=== WHAT TO DO ===
Look for the string "stride" in the listing below, then copy every line that has it.

=== MATERIALS PROVIDED ===
//! Polyphase upsample → FIR → downsample.
//!
//! `h_trans_flip` holds the filter reshaped per phase and flipped; each phase
//! has `h_per_phase` taps.

pub const UPFIRDN_1D: &str = r#"
{header}

extern "C" {
    __global__ void sigkern_upfirdn_1d(
            const {datatype} * __restrict__ inp,
            const {datatype} * __restrict__ h_trans_flip,
            const int up,
            const int down,
            const int x_shape_a,
            const int h_per_phase,
            const int padded_len,
            {datatype} * __restrict__ out,
            const int outW) {

        const int t { static_cast<int>( blockIdx.x * blockDim.x + threadIdx.x ) };
        const int stride { static_cast<int>( blockDim.x * gridDim.x ) };

        for ( int tid = t; tid < outW; tid += stride ) {
            const int x_idx { static_cast<int>( ( tid * down ) / up ) % padded_len };
            int h_idx { ( tid * down ) % up * h_per_phase };
            int x_conv_idx { x_idx - h_per_phase + 1 };

            if ( x_conv_idx < 0 ) {
                h_idx -= x_conv_idx;
                x_conv_idx = 0;
            }

            {datatype} temp {};
            for ( int x_c = x_conv_idx; x_c < ( x_idx + 1 ); x_c++ ) {
                if ( x_c < x_shape_a && x_c >= 0 ) {
                    temp += inp[x_c] * h_trans_flip[h_idx];
                }
                h_idx += 1;
            }
            out[tid] = temp;
        }
    }
}
"#;

pub const UPFIRDN_2D: &str = r#"
{header}

extern "C" {
    __global__ void sigkern_upfirdn_2d(
            const {datatype} * __restrict__ inp,
            const int inpW,
            const {datatype} * __restrict__ h_trans_flip,
            const int up,
            const int down,
            const int x_shape_a,
            const int h_per_phase,
            const int padded_len,
            {datatype} * __restrict__ out,
            const int outW,
            const int outH) {

        const int y { static_cast<int>( blockIdx.x * blockDim.x + threadIdx.x ) };
        const int x { static_cast<int>( blockIdx.y * blockDim.y + threadIdx.y ) };

        if ( x >= outH || y >= outW ) {
            return;
        }

        const int x_idx { static_cast<int>( ( y * down ) / up ) % padded_len };
        int h_idx { ( y * down ) % up * h_per_phase };
        int x_conv_idx { x_idx - h_per_phase + 1 };

        if ( x_conv_idx < 0 ) {
            h_idx -= x_conv_idx;
            x_conv_idx = 0;
        }

        {datatype} temp {};
        for ( int x_c = x_conv_idx; x_c < ( x_idx + 1 ); x_c++ ) {
            if ( x_c < x_shape_a && x_c >= 0 ) {
                temp += inp[x * inpW + x_c] * h_trans_flip[h_idx];
            }
            h_idx += 1;
        }
        out[x * outW + y] = temp;
    }
}
"#;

=== YOUR SOLUTION ===
        const int stride { static_cast<int>( blockDim.x * gridDim.x ) };
        for ( int tid = t; tid < outW; tid += stride ) {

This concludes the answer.